Look for the string "false" in the material below. Copy every line where you find it.

◆ ◆ ◆

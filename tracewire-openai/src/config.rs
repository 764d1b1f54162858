use regex::Regex;
use tracewire_core::TracewireError;

pub const DEFAULT_MAX_FIELD_BYTES: usize = 100_000;

const ENABLED_VAR: &str = "TRACEWIRE_ENABLED";
const REDACT_VAR: &str = "TRACEWIRE_REDACT";
const MAX_FIELD_BYTES_VAR: &str = "TRACEWIRE_MAX_FIELD_BYTES";
const CAPTURE_HEADERS_VAR: &str = "TRACEWIRE_CAPTURE_HEADERS";

#[derive(Clone, Debug)]
pub struct TracerConfig {
    /// When false every wrapped call is a pass-through and no span is opened.
    pub enabled: bool,
    /// Matches in span inputs and metadata are replaced with `[REDACTED]`.
    pub redact_regex: Option<Regex>,
    pub max_field_bytes: usize,
    /// Read cache-hit headers from endpoints that expose raw responses.
    pub capture_headers: bool,
}

impl TracerConfig {
    pub fn new() -> Self {
        Self {
            enabled: true,
            redact_regex: None,
            max_field_bytes: DEFAULT_MAX_FIELD_BYTES,
            capture_headers: true,
        }
    }

    pub fn with_enabled(mut self, enabled: bool) -> Self {
        self.enabled = enabled;
        self
    }

    pub fn with_redact_regex(mut self, regex: Regex) -> Self {
        self.redact_regex = Some(regex);
        self
    }

    pub fn with_max_field_bytes(mut self, max_field_bytes: usize) -> Self {
        self.max_field_bytes = max_field_bytes;
        self
    }

    pub fn with_capture_headers(mut self, capture_headers: bool) -> Self {
        self.capture_headers = capture_headers;
        self
    }

    /// Reads `TRACEWIRE_ENABLED`, `TRACEWIRE_REDACT`,
    /// `TRACEWIRE_MAX_FIELD_BYTES` and `TRACEWIRE_CAPTURE_HEADERS`.
    /// Unset variables keep their defaults.
    pub fn from_env() -> Result<Self, TracewireError> {
        Self::from_lookup(|key| std::env::var(key).ok())
    }

    /// Like [`TracerConfig::from_env`], with variables resolved by `lookup`.
    pub fn from_lookup<F>(lookup: F) -> Result<Self, TracewireError>
    where
        F: Fn(&str) -> Option<String>,
    {
        let mut config = Self::new();
        if let Some(raw) = lookup(ENABLED_VAR) {
            config.enabled = parse_flag(ENABLED_VAR, &raw)?;
        }
        if let Some(raw) = lookup(REDACT_VAR).filter(|raw| !raw.trim().is_empty()) {
            let regex = Regex::new(&raw).map_err(|err| {
                TracewireError::InvalidConfig(format!("{REDACT_VAR} is not a valid regex: {err}"))
            })?;
            config.redact_regex = Some(regex);
        }
        if let Some(raw) = lookup(MAX_FIELD_BYTES_VAR) {
            config.max_field_bytes = raw.trim().parse().map_err(|_| {
                TracewireError::InvalidConfig(format!(
                    "{MAX_FIELD_BYTES_VAR} must be a byte count, got {raw:?}"
                ))
            })?;
        }
        if let Some(raw) = lookup(CAPTURE_HEADERS_VAR) {
            config.capture_headers = parse_flag(CAPTURE_HEADERS_VAR, &raw)?;
        }
        Ok(config)
    }
}

impl Default for TracerConfig {
    fn default() -> Self {
        Self::new()
    }
}

fn parse_flag(name: &str, raw: &str) -> Result<bool, TracewireError> {
    match raw.trim().to_ascii_lowercase().as_str() {
        "1" | "true" | "yes" | "on" => Ok(true),
        "0" | "false" | "no" | "off" => Ok(false),
        _ => Err(TracewireError::InvalidConfig(format!(
            "{name} must be a boolean, got {raw:?}"
        ))),
    }
}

◆ ◆ ◆

WRITTEN SOLUTION -
    /// When false every wrapped call is a pass-through and no span is opened.
        "0" | "false" | "no" | "off" => Ok(false),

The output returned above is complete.